▶ _Problem to work on_
Show each line of the records in which the word "Debug" occurs.

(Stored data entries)
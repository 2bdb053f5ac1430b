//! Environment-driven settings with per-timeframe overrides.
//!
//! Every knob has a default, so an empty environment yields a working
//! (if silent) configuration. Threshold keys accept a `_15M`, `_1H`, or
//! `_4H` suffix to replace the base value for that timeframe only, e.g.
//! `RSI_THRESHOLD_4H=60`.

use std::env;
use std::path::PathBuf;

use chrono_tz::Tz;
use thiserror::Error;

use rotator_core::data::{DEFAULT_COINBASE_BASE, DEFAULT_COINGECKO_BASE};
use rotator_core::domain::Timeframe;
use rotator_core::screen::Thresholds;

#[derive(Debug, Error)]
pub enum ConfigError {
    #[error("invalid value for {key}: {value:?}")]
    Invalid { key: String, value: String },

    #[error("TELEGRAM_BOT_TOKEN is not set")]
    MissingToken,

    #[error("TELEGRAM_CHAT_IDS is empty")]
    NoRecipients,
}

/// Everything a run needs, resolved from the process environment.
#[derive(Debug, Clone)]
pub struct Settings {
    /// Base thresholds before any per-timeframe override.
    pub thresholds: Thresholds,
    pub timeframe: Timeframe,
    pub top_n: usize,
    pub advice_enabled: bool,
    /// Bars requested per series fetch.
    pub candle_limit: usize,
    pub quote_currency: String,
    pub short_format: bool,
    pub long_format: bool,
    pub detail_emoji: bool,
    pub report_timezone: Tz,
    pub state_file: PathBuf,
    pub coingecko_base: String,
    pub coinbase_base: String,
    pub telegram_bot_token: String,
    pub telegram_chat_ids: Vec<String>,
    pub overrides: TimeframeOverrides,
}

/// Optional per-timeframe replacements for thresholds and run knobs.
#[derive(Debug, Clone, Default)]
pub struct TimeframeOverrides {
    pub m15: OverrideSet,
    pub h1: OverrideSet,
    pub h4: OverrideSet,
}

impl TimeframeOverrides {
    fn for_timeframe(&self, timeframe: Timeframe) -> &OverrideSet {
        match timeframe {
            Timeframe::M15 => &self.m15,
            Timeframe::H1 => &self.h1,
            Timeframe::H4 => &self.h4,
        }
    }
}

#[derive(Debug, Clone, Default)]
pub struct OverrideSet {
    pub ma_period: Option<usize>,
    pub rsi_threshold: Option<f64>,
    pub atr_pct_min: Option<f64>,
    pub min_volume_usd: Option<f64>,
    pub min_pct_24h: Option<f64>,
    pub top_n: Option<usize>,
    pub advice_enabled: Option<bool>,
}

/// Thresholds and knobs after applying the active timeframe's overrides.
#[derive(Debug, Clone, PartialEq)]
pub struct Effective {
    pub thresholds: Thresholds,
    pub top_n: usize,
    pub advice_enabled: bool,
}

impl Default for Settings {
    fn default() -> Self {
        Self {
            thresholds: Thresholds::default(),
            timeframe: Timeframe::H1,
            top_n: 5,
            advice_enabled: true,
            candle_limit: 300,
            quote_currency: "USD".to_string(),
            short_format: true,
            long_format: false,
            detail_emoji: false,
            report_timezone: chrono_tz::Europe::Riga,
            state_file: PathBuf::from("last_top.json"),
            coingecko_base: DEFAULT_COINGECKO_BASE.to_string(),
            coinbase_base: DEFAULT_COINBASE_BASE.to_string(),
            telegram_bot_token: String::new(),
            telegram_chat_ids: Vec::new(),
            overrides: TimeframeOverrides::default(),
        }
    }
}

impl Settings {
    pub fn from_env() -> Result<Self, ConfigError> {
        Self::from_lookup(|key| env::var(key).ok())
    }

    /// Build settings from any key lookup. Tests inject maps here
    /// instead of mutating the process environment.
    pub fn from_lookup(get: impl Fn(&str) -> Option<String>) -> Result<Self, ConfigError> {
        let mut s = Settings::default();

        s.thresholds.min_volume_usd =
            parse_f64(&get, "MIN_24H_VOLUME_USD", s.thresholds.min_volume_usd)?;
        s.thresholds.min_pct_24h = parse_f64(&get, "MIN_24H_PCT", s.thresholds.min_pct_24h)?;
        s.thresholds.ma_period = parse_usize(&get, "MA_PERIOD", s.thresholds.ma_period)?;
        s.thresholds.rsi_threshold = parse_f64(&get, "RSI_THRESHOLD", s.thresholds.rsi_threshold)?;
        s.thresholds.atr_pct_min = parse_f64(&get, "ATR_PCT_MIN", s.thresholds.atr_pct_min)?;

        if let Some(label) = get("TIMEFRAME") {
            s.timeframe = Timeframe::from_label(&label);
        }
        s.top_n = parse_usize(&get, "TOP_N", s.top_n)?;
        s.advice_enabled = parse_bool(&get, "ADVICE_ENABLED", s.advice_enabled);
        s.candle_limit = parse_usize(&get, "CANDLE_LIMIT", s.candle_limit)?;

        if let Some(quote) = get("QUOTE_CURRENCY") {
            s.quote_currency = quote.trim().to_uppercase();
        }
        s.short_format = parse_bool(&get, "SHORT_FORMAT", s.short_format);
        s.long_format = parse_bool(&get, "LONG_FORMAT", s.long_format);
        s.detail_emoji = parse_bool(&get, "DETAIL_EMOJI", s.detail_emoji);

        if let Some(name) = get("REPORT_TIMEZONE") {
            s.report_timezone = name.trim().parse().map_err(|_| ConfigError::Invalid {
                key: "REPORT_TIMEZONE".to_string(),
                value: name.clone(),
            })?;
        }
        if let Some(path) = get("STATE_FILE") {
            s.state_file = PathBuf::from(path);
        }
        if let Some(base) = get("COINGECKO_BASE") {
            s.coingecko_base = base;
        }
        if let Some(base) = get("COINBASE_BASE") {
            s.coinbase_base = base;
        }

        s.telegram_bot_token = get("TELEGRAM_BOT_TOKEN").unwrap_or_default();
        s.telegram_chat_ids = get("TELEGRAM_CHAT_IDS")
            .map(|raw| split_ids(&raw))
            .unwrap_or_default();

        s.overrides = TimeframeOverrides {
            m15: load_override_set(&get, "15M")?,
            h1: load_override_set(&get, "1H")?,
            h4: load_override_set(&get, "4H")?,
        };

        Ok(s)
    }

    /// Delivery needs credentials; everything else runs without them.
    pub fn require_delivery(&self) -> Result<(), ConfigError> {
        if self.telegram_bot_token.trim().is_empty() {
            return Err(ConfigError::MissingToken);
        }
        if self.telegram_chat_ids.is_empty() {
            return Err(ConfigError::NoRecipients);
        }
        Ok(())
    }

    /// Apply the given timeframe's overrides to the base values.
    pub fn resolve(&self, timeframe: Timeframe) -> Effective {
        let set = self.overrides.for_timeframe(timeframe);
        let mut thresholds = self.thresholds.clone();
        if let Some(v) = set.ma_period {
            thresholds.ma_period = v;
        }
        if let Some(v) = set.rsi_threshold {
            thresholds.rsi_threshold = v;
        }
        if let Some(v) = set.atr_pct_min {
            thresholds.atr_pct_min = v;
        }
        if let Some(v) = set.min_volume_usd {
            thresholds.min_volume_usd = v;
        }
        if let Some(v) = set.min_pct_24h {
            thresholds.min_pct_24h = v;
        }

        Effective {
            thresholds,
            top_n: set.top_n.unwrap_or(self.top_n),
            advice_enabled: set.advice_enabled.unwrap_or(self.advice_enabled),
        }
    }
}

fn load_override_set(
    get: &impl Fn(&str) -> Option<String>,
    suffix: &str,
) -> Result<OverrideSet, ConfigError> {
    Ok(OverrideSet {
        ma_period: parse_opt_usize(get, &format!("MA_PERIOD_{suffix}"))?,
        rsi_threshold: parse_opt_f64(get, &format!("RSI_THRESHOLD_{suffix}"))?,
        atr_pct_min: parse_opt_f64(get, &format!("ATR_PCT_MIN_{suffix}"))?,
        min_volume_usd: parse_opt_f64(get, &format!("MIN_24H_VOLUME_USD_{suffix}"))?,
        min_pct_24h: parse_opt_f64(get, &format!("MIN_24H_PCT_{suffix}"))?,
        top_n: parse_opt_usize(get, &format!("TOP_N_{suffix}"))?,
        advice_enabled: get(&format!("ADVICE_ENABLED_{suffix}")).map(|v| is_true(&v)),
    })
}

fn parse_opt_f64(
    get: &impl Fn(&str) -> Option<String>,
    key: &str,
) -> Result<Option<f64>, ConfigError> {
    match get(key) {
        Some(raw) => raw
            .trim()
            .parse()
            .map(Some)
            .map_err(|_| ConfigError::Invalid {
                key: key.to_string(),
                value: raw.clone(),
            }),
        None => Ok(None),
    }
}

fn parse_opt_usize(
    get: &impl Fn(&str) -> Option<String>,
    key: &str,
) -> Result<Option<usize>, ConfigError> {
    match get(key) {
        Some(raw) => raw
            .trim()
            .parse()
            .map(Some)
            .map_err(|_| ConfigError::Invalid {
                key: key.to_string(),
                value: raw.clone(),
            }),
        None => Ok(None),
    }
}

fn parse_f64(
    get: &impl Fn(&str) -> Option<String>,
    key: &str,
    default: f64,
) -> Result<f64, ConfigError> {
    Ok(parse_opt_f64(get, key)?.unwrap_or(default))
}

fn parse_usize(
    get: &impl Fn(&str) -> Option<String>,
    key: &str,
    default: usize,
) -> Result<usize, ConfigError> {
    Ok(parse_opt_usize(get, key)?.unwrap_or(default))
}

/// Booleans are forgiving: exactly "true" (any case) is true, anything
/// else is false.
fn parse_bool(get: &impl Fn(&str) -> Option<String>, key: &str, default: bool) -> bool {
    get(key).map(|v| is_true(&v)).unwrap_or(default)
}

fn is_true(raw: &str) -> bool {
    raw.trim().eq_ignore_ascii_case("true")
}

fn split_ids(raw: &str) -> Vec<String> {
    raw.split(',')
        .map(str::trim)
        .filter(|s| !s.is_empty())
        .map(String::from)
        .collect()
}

▶ _Solution for this problem_
#[derive(Debug, Error)]
#[derive(Debug, Clone)]
#[derive(Debug, Clone, Default)]
#[derive(Debug, Clone, Default)]
#[derive(Debug, Clone, PartialEq)]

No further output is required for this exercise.